### Your objective
Which of the lines below hold "TypeId"? Please return each one.

Records contained in a dataset:
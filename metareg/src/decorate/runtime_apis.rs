// Copyright 2019-2021 Parity Technologies (UK) Ltd.
// This file is part of metareg.
//
// metareg is free software: you can redistribute it and/or modify
// it under the terms of the GNU General Public License as published by
// the Free Software Foundation, either version 3 of the License, or
// (at your option) any later version.
//
// metareg is distributed in the hope that it will be useful,
// but WITHOUT ANY WARRANTY; without even the implied warranty of
// MERCHANTABILITY or FITNESS FOR A PARTICULAR PURPOSE.  See the
// GNU General Public License for more details.
//
// You should have received a copy of the GNU General Public License
// along with metareg.  If not, see <http://www.gnu.org/licenses/>.

use super::decode_all;
use crate::Error;
use metareg_core::{
	codec::encode_value_by_id, encoder::EncodeError, metadata::RuntimeApiParam, Metadata, TypeId, Value,
};
use std::sync::Arc;

/// A method of a runtime API, as called through `state_call`.
#[derive(Debug, Clone)]
pub struct RuntimeCall {
	metadata: Arc<Metadata>,
	pub api: String,
	pub method: String,
	pub inputs: Vec<RuntimeApiParam>,
	pub output: TypeId,
	pub docs: Vec<String>,
}

pub(super) fn decorate(metadata: &Arc<Metadata>) -> Vec<RuntimeCall> {
	metadata
		.runtime_apis()
		.iter()
		.flat_map(|api| {
			api.methods.iter().map(move |m| RuntimeCall {
				metadata: metadata.clone(),
				api: api.name.clone(),
				method: m.name.clone(),
				inputs: m.inputs.clone(),
				output: m.output,
				docs: m.docs.clone(),
			})
		})
		.collect()
}

impl RuntimeCall {
	/// The name the node knows this method by, eg `Core_version`.
	pub fn method_name(&self) -> String {
		format!("{}_{}", self.api, self.method)
	}

	/// The arguments, encoded one after another.
	pub fn encode_args<T>(&self, args: &[Value<T>]) -> Result<Vec<u8>, Error> {
		if args.len() != self.inputs.len() {
			return Err(EncodeError::WrongNumberOfArguments {
				call: self.method_name(),
				expected: self.inputs.len(),
				got: args.len(),
			}
			.into());
		}
		let mut out = Vec::new();
		for (arg, input) in args.iter().zip(&self.inputs) {
			encode_value_by_id(arg, input.ty, self.metadata.types(), &mut out)?;
		}
		Ok(out)
	}

	pub fn decode_output(&self, bytes: &[u8]) -> Result<Value<TypeId>, Error> {
		decode_all(&self.metadata, self.output, bytes)
	}
}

### Solved problem
	codec::encode_value_by_id, encoder::EncodeError, metadata::RuntimeApiParam, Metadata, TypeId, Value,
	pub output: TypeId,
	pub fn decode_output(&self, bytes: &[u8]) -> Result<Value<TypeId>, Error> {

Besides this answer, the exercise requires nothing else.